The following is supposed to simulate 
$ls;who

#include <sys/types.h>
#include <unistd.h>
#include <stdio.h>

int main(void) {

    pid_t pid;

    unsigned char *fname =";who";

    if( (pid=fork()) < 0 ) {
        fprintf(stderr, "fork error \n");
    } else if (pid == 0) {
        execl("/bin/ls","ls",fname,(char *)0);
    }

    exit(0);
}


However, when I run the code, I get

$gcc exc.c -o exc
$./exc
$ls: ;who: No such file or directory


The question is can I pass a string like ";pwho" without having to use
additional args on execl() ?

10 responses total.

I think you're mixing ideas.  "ls;who" is a something the shell does.
execl() is a library function that wraps a system call; it does no
interpretation of commands.  So it has just passes ";who" as the 1st
argument to ls, which then takes over and tries to list that file (which
doesn't exist).  I think what want is something more like the following:

/*
 * Simulate some shell stuff.
 */

#include <stddef.h>
#include <stdio.h>
#include <stdlib.h>
#include <unistd.h>

static void
spawn(char *path, char *argv0)
{
        pid_t   pid;

        pid = fork();
        if (pid < 0) {
                perror("fork");
                exit(EXIT_FAILURE);
        } else if (pid == 0) {
                execl(path, argv0, NULL);
                perror(path);
                _exit(EXIT_FAILURE);
        } else
                wait(NULL);
}

int
main(void)
{
        spawn("/bin/ls", "ls");
        spawn("/usr/bin/who", "who");

        return(EXIT_SUCCESS);
}

Note: I wrap up all the fork()/exec()/wait() stuff in a helper function.

Let's see if I'm understannding this correctly. My original code would be
equivalent to say like:

ls -who 
vs something like ls -al.

Never mind, i just did

ls who

at the shell prompt.

 Actually, it'd be more like:
    ls ';who'

What Mike said.  In fact, it's *exactly* like ls ';who' (note the quotes).

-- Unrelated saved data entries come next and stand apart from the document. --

use crate::types::{HealthRes, MessageRes};

/// Liveness and informational responses shared by every API surface.
#[derive(Clone, Debug, Default)]
pub struct HealthService;

impl HealthService {
    /// Reports that the service is up.
    pub fn check_health() -> HealthRes {
        HealthRes {
            ok: true,
            message: "PMS is alive".into(),
        }
    }

    /// Greeting served from the root path.
    pub fn welcome() -> MessageRes {
        MessageRes::new("Patient Management System API!")
    }

    /// Static description served from `/about`.
    pub fn about() -> MessageRes {
        MessageRes::new("A fully functional API to manage your patient records")
    }
}
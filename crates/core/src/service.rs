//! Record service: the operations exposed over the patient collection.
//!
//! Every call re-loads the collection from the store, so the store is the only source of
//! truth. Mutating calls follow one pattern: load the full collection, compute the new full
//! collection, save it. A failure at any step leaves the stored collection untouched.
//!
//! ## Concurrency
//!
//! Mutations hold a service-wide write lock across load → mutate → save, so two requests
//! handled by the same process cannot overwrite each other's changes. Reads do not take the
//! lock; they always observe a complete saved collection. Nothing coordinates separate
//! processes sharing one store file.
//!
//! ## Pure Data Operations
//!
//! No HTTP concerns live here. Status codes and wire formats belong in `api-rest`.

use crate::config::CoreConfig;
use crate::patient::{NewPatient, Patient, PatientView};
use crate::sort::{sort_views, SortField, SortOrder};
use crate::store::{Collection, JsonFileStore, PatientStore};
use crate::update::PatientUpdate;
use crate::{PatientError, PatientResult};
use std::sync::{Arc, Mutex, MutexGuard, PoisonError};

/// Patient record operations backed by a [`PatientStore`].
#[derive(Clone, Debug)]
pub struct RecordService {
    store: Arc<dyn PatientStore>,
    write_lock: Arc<Mutex<()>>,
}

impl RecordService {
    pub fn new(store: Arc<dyn PatientStore>) -> Self {
        Self {
            store,
            write_lock: Arc::new(Mutex::new(())),
        }
    }

    /// Service over the JSON store file named in `cfg`.
    pub fn from_config(cfg: &CoreConfig) -> Self {
        Self::new(Arc::new(JsonFileStore::new(cfg.data_file())))
    }

    /// Lists every patient in collection order, with derived fields.
    ///
    /// # Errors
    ///
    /// Returns `PatientError` if the store cannot be read.
    pub fn list_all(&self) -> PatientResult<Vec<PatientView>> {
        Ok(self.store.load()?.views())
    }

    /// Fetches one patient by id.
    ///
    /// # Errors
    ///
    /// Returns `PatientError::NotFound` if no patient has this id, or a store error.
    pub fn get(&self, id: &str) -> PatientResult<PatientView> {
        let collection = self.store.load()?;
        collection
            .get(id)
            .map(|record| record.view(id))
            .ok_or_else(|| PatientError::NotFound(id.to_owned()))
    }

    /// Lists every patient ordered by `field`. Ties keep collection order.
    ///
    /// # Errors
    ///
    /// Returns `PatientError` if the store cannot be read.
    pub fn sort(&self, field: SortField, order: SortOrder) -> PatientResult<Vec<PatientView>> {
        let mut views = self.store.load()?.views();
        sort_views(&mut views, field, order);
        Ok(views)
    }

    /// Parses raw query values and sorts.
    ///
    /// # Errors
    ///
    /// Returns `PatientError::InvalidArgument` if `field` is not `height`, `weight` or `bmi`,
    /// or `order` is present and not `asc`/`desc`.
    pub fn sort_by(&self, field: &str, order: Option<&str>) -> PatientResult<Vec<PatientView>> {
        let field: SortField = field.parse()?;
        let order = SortOrder::parse_or_default(order)?;
        self.sort(field, order)
    }

    /// Creates a patient under its caller-supplied id.
    ///
    /// The input is validated before the duplicate check, so an invalid body is reported as
    /// a validation failure even when the id is taken.
    ///
    /// # Errors
    ///
    /// Returns `PatientError` if:
    /// - any field is invalid ([`PatientError::Validation`])
    /// - the id already exists ([`PatientError::Conflict`])
    /// - the store cannot be read or written
    pub fn create(&self, input: NewPatient) -> PatientResult<PatientView> {
        let patient = Patient::new(input)?;
        let id = patient.id.as_str();

        let _guard = self.lock_writes();
        let mut collection = self.store.load()?;

        if collection.contains(id) {
            tracing::warn!("create rejected, patient {} already exists", id);
            return Err(PatientError::Conflict(id.to_owned()));
        }

        collection.insert(id.to_owned(), patient.fields.clone());
        self.store.save(&collection)?;

        tracing::info!("created patient {}", id);
        Ok(patient.view())
    }

    /// Applies a partial update to an existing patient.
    ///
    /// Only supplied fields change; the merged record is validated as a whole before it
    /// is saved.
    ///
    /// # Errors
    ///
    /// Returns `PatientError` if:
    /// - no patient has this id ([`PatientError::NotFound`])
    /// - the merged record is invalid ([`PatientError::Validation`])
    /// - the store cannot be read or written
    pub fn update(&self, id: &str, update: PatientUpdate) -> PatientResult<PatientView> {
        if update.is_empty() {
            tracing::debug!("update for patient {} supplies no fields", id);
        }

        let _guard = self.lock_writes();
        let mut collection = self.store.load()?;

        let existing = collection
            .get(id)
            .ok_or_else(|| PatientError::NotFound(id.to_owned()))?;
        let merged = update.apply(existing)?;

        let view = PatientView::new(id, &merged);
        collection.insert(id.to_owned(), merged);
        self.store.save(&collection)?;

        tracing::info!("updated patient {}", id);
        Ok(view)
    }

    /// Deletes a patient.
    ///
    /// # Errors
    ///
    /// Returns `PatientError::NotFound` if no patient has this id, or a store error.
    pub fn delete(&self, id: &str) -> PatientResult<()> {
        let _guard = self.lock_writes();
        let mut collection: Collection = self.store.load()?;

        if collection.remove(id).is_none() {
            return Err(PatientError::NotFound(id.to_owned()));
        }
        self.store.save(&collection)?;

        tracing::info!("deleted patient {}", id);
        Ok(())
    }

    fn lock_writes(&self) -> MutexGuard<'_, ()> {
        // The guarded value is `()`, so a poisoned lock carries no broken state.
        self.write_lock
            .lock()
            .unwrap_or_else(PoisonError::into_inner)
    }
}
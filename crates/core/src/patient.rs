//! Patient record model.
//!
//! Responsibilities:
//! - Define the validated domain type ([`Patient`], [`PatientFields`])
//! - Define the strict wire model used by the store file
//! - Hold records read from the store as [`StoredRecord`], complete or not
//! - Derive BMI and verdict on demand, never storing them
//!
//! Notes:
//! - The stored form omits `id` (it is the collection key) and the derived fields
//! - Older store files may carry `bmi`/`verdict` keys; they are ignored on load
//! - A stored object that does not hold a valid patient is kept verbatim as
//!   [`StoredRecord::Incomplete`] and written back unchanged

use crate::constants::BMI_DECIMALS;
use crate::validation::{validate_age, validate_gender, validate_measure, validate_text};
use crate::{PatientError, PatientResult};
use pms_types::{Gender, NonEmptyText, Verdict};
use serde::{Deserialize, Serialize};
use serde_json::{Map, Value};

// ============================================================================
// Public domain-level types
// ============================================================================

/// Raw field values for a patient that does not exist yet.
///
/// Nothing here is trusted; [`Patient::new`] validates every field.
#[derive(Clone, Debug, PartialEq)]
pub struct NewPatient {
    pub id: String,
    pub name: String,
    pub city: String,
    pub age: i64,
    pub gender: String,
    pub height: f64,
    pub weight: f64,
}

/// Validated, stored fields of a patient (everything except the id).
#[derive(Clone, Debug, PartialEq, Serialize, Deserialize)]
#[serde(try_from = "StoredPatient", into = "StoredPatient")]
pub struct PatientFields {
    name: NonEmptyText,
    city: NonEmptyText,
    age: u8,
    gender: Gender,
    height: f64,
    weight: f64,
}

impl PatientFields {
    /// Validates raw values into stored fields.
    ///
    /// Fields are checked in declaration order and the first failure is returned.
    ///
    /// # Errors
    ///
    /// Returns `PatientError::Validation` naming the first field that violates its constraint.
    /// A height and weight whose BMI is not a finite number are reported against `height`.
    pub fn new(
        name: &str,
        city: &str,
        age: i64,
        gender: &str,
        height: f64,
        weight: f64,
    ) -> PatientResult<Self> {
        let fields = Self {
            name: validate_text("name", name)?,
            city: validate_text("city", city)?,
            age: validate_age(age)?,
            gender: validate_gender(gender)?,
            height: validate_measure("height", height)?,
            weight: validate_measure("weight", weight)?,
        };

        if !fields.bmi().is_finite() {
            return Err(PatientError::validation(
                "height",
                format!("height {} and weight {} do not give a finite BMI", height, weight),
            ));
        }
        Ok(fields)
    }

    pub fn name(&self) -> &str {
        self.name.as_str()
    }

    pub fn city(&self) -> &str {
        self.city.as_str()
    }

    pub fn age(&self) -> u8 {
        self.age
    }

    pub fn gender(&self) -> Gender {
        self.gender
    }

    /// Height in metres.
    pub fn height(&self) -> f64 {
        self.height
    }

    /// Weight in kilograms.
    pub fn weight(&self) -> f64 {
        self.weight
    }

    pub fn bmi(&self) -> f64 {
        bmi(self.height, self.weight)
    }

    pub fn verdict(&self) -> Verdict {
        Verdict::from_bmi(self.bmi())
    }
}

/// A complete, validated patient.
#[derive(Clone, Debug, PartialEq)]
pub struct Patient {
    pub id: NonEmptyText,
    pub fields: PatientFields,
}

impl Patient {
    /// Validates a new patient, including its id.
    ///
    /// # Errors
    ///
    /// Returns `PatientError::Validation` if the id or any field is invalid.
    pub fn new(input: NewPatient) -> PatientResult<Self> {
        let id = validate_text("id", &input.id)?;
        let fields = PatientFields::new(
            &input.name,
            &input.city,
            input.age,
            &input.gender,
            input.height,
            input.weight,
        )?;
        Ok(Self { id, fields })
    }

    pub fn view(&self) -> PatientView {
        PatientView::new(self.id.as_str(), &self.fields)
    }
}

/// A patient as presented to callers: stored fields plus derived BMI and verdict.
///
/// Every field is present for a complete record. An incomplete record shows only the
/// values it holds in a usable form; absent values are left out when serialised.
#[derive(Clone, Debug, PartialEq, Serialize)]
pub struct PatientView {
    pub id: String,
    #[serde(skip_serializing_if = "Option::is_none")]
    pub name: Option<String>,
    #[serde(skip_serializing_if = "Option::is_none")]
    pub city: Option<String>,
    #[serde(skip_serializing_if = "Option::is_none")]
    pub age: Option<u8>,
    #[serde(skip_serializing_if = "Option::is_none")]
    pub gender: Option<Gender>,
    #[serde(skip_serializing_if = "Option::is_none")]
    pub height: Option<f64>,
    #[serde(skip_serializing_if = "Option::is_none")]
    pub weight: Option<f64>,
    #[serde(skip_serializing_if = "Option::is_none")]
    pub bmi: Option<f64>,
    #[serde(skip_serializing_if = "Option::is_none")]
    pub verdict: Option<Verdict>,
}

impl PatientView {
    /// Builds the presentation form, computing the derived fields.
    pub fn new(id: &str, fields: &PatientFields) -> Self {
        let bmi = fields.bmi();
        Self {
            id: id.to_owned(),
            name: Some(fields.name().to_owned()),
            city: Some(fields.city().to_owned()),
            age: Some(fields.age()),
            gender: Some(fields.gender()),
            height: Some(fields.height()),
            weight: Some(fields.weight()),
            bmi: Some(bmi),
            verdict: Some(Verdict::from_bmi(bmi)),
        }
    }
}

// ============================================================================
// Stored records
// ============================================================================

/// One record as read from the store.
///
/// Records written by this crate are always `Complete`. Older files can hold objects that
/// miss a field or carry an out-of-range value; those load as `Incomplete` so the rest of
/// the collection stays usable. An update that supplies the missing values turns an
/// incomplete record back into a complete one.
#[derive(Clone, Debug, PartialEq, Serialize)]
#[serde(untagged)]
pub enum StoredRecord {
    Complete(PatientFields),
    Incomplete(Map<String, Value>),
}

impl StoredRecord {
    /// Reads a stored object, falling back to `Incomplete` when it is not a valid patient.
    pub fn from_raw(id: &str, raw: Map<String, Value>) -> Self {
        match PatientFields::deserialize(&Value::Object(raw.clone())) {
            Ok(fields) => StoredRecord::Complete(fields),
            Err(e) => {
                tracing::warn!("stored patient {} is incomplete: {}", id, e);
                StoredRecord::Incomplete(raw)
            }
        }
    }

    pub fn is_complete(&self) -> bool {
        matches!(self, StoredRecord::Complete(_))
    }

    pub fn name(&self) -> Option<&str> {
        match self {
            StoredRecord::Complete(fields) => Some(fields.name()),
            StoredRecord::Incomplete(raw) => raw.get("name").and_then(Value::as_str),
        }
    }

    pub fn city(&self) -> Option<&str> {
        match self {
            StoredRecord::Complete(fields) => Some(fields.city()),
            StoredRecord::Incomplete(raw) => raw.get("city").and_then(Value::as_str),
        }
    }

    pub fn age(&self) -> Option<i64> {
        match self {
            StoredRecord::Complete(fields) => Some(i64::from(fields.age())),
            StoredRecord::Incomplete(raw) => raw.get("age").and_then(Value::as_i64),
        }
    }

    pub fn gender(&self) -> Option<&str> {
        match self {
            StoredRecord::Complete(fields) => Some(fields.gender().as_str()),
            StoredRecord::Incomplete(raw) => raw.get("gender").and_then(Value::as_str),
        }
    }

    pub fn height(&self) -> Option<f64> {
        match self {
            StoredRecord::Complete(fields) => Some(fields.height()),
            StoredRecord::Incomplete(raw) => raw.get("height").and_then(Value::as_f64),
        }
    }

    pub fn weight(&self) -> Option<f64> {
        match self {
            StoredRecord::Complete(fields) => Some(fields.weight()),
            StoredRecord::Incomplete(raw) => raw.get("weight").and_then(Value::as_f64),
        }
    }

    /// Presentation form of this record under `id`.
    pub fn view(&self, id: &str) -> PatientView {
        if let StoredRecord::Complete(fields) = self {
            return PatientView::new(id, fields);
        }

        let bmi = match (self.height(), self.weight()) {
            (Some(height), Some(weight)) if height > 0.0 && weight > 0.0 => {
                Some(bmi(height, weight)).filter(|value| value.is_finite())
            }
            _ => None,
        };
        PatientView {
            id: id.to_owned(),
            name: self.name().map(str::to_owned),
            city: self.city().map(str::to_owned),
            age: self.age().and_then(|age| u8::try_from(age).ok()),
            gender: self.gender().and_then(|gender| gender.parse().ok()),
            height: self.height(),
            weight: self.weight(),
            bmi,
            verdict: bmi.map(Verdict::from_bmi),
        }
    }
}

impl From<PatientFields> for StoredRecord {
    fn from(fields: PatientFields) -> Self {
        StoredRecord::Complete(fields)
    }
}

/// Body mass index, `weight / height²`, rounded to two decimals.
///
/// Rounding is round-half-to-even on the scaled value (`f64::round_ties_even`).
pub fn bmi(height: f64, weight: f64) -> f64 {
    round_ties_even(weight / (height * height), BMI_DECIMALS)
}

fn round_ties_even(value: f64, decimals: i32) -> f64 {
    let factor = 10f64.powi(decimals);
    (value * factor).round_ties_even() / factor
}

// ============================================================================
// Wire model
// ============================================================================

/// Store-file representation of one record.
///
/// Unknown keys are tolerated so files written with derived fields still load.
#[derive(Clone, Debug, Serialize, Deserialize)]
struct StoredPatient {
    name: String,
    city: String,
    age: i64,
    gender: String,
    height: f64,
    weight: f64,
}

impl TryFrom<StoredPatient> for PatientFields {
    type Error = PatientError;

    fn try_from(wire: StoredPatient) -> Result<Self, Self::Error> {
        PatientFields::new(
            &wire.name,
            &wire.city,
            wire.age,
            &wire.gender,
            wire.height,
            wire.weight,
        )
    }
}

impl From<PatientFields> for StoredPatient {
    fn from(fields: PatientFields) -> Self {
        Self {
            name: fields.name.into_string(),
            city: fields.city.into_string(),
            age: i64::from(fields.age),
            gender: fields.gender.as_str().to_owned(),
            height: fields.height,
            weight: fields.weight,
        }
    }
}
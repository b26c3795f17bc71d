//! # API Shared
//!
//! Shared wire definitions for the PMS APIs.
//!
//! Contains:
//! - Request and response bodies (`types` module) with OpenAPI schemas
//! - Shared services like `HealthService`
//!
//! Used by `api-rest`; kept free of core types so the wire format can be read on its own.

pub mod health;
pub mod types;

pub use health::HealthService;
pub use types::*;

And I just found this wonderful function called setproctitle().

And you want to hear something really horrible? Going off topic, it took me
7 months to clue in on the Quicksort algorithm. I'm thinking I go too hung
up on the mathematics or funky coding.

Ack!  Sorting is the type of thing that you shouldn't know, but that you
should've forgotten.  (Well, I guess it's unfair to say that you shouldn't
know it - you should at least know it well enough to understand it.)  But in
general, you're better off using a library to do your sorting for you instead
of rolling your own.

Okay, i was thinking more about the shell thingy at Labor Ready. Anyhow, how
when I go like

$sh -c "echo \"test\" "
test

it doesn't print
"test"

Because you're at the shell, and you're invoking the shell as a program to
do something for you.  The shell that you're invoking (think of it was the
2nd instance of the shell, if you like) is interpreting the double quotes that
you've escaped.  So, "echo \"test\" " is handled by the 1st shell (the one
you're interacting with) and passes the string ``echo "test" '' to the 2nd
shell.  The second shell invokes ``echo'' with the string ``test'' (minus
quotes, which it interpreted) as the first argument.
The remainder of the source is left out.